Die festgestellten Fehler müssen durch das ENS angezeigt werden. Nach dem Auftreten eines Störungszustands muss die Fehleranzeige spätestens nach 100 Sekunden erfolgen. Außerdem muss der Fehlerzustand periodisch in einem Intervall von 5 Sekunden für mindestens 0,5 Sekunden akustisch und zusätzlich optisch gemeldet werden.

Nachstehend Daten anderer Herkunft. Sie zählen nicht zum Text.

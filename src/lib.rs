//! Pocket Ledger - a personal income and expense tracker
//!
//! Transactions live in a CSV file that is rewritten in full after every
//! change. Each transaction belongs to one category from a fixed catalog,
//! and the category decides whether it counts as income or as an expense.
//!
//! # Architecture
//!
//! The crate is organized into the following modules:
//!
//! - `config`: Configuration and path management
//! - `error`: Custom error types
//! - `models`: Money, categories, the catalog and transactions
//! - `storage`: The CSV-backed ledger store
//! - `services`: Input validation, audited mutations and reports
//! - `audit`: Audit logging of adds and deletes
//! - `cli`, `display`: Command handlers and their table output
//! - `tui`: Interactive terminal interface
//!
//! # Example
//!
//! ```rust,no_run
//! use pocket_ledger::models::Catalog;
//! use pocket_ledger::services::{build_transaction, TransactionInput};
//! use pocket_ledger::storage::LedgerStore;
//!
//! let catalog = Catalog::default();
//! let mut ledger = LedgerStore::open("transactions.csv", catalog.clone());
//!
//! let input = TransactionInput::new("40", "Groceries", "2025-01-02");
//! ledger.add_transaction(build_transaction(&catalog, &input)?)?;
//! println!("balance: {}", ledger.balance());
//! # Ok::<(), pocket_ledger::LedgerError>(())
//! ```

pub mod audit;
pub mod cli;
pub mod config;
pub mod display;
pub mod error;
pub mod models;
pub mod services;
pub mod storage;
pub mod tui;

pub use error::{LedgerError, LedgerResult};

Durch eine Bestätigungstaste darf die akustische Fehlermeldung ausgeschaltet werden, wenn die optische Fehlermeldung weiterhin aktiv bleibt. Treten weitere Fehlermeldungen auf, so muss die akustische Fehlermeldung erneut aktiv werden. Nach der Beseitigung aller Fehler dürfen sich die akustischen und optischen Fehlermeldungen selbsttätig oder durch Betätigung einer manuellen Fehler-Rücksetzsteuerung (Quittierungstaste) deaktivieren.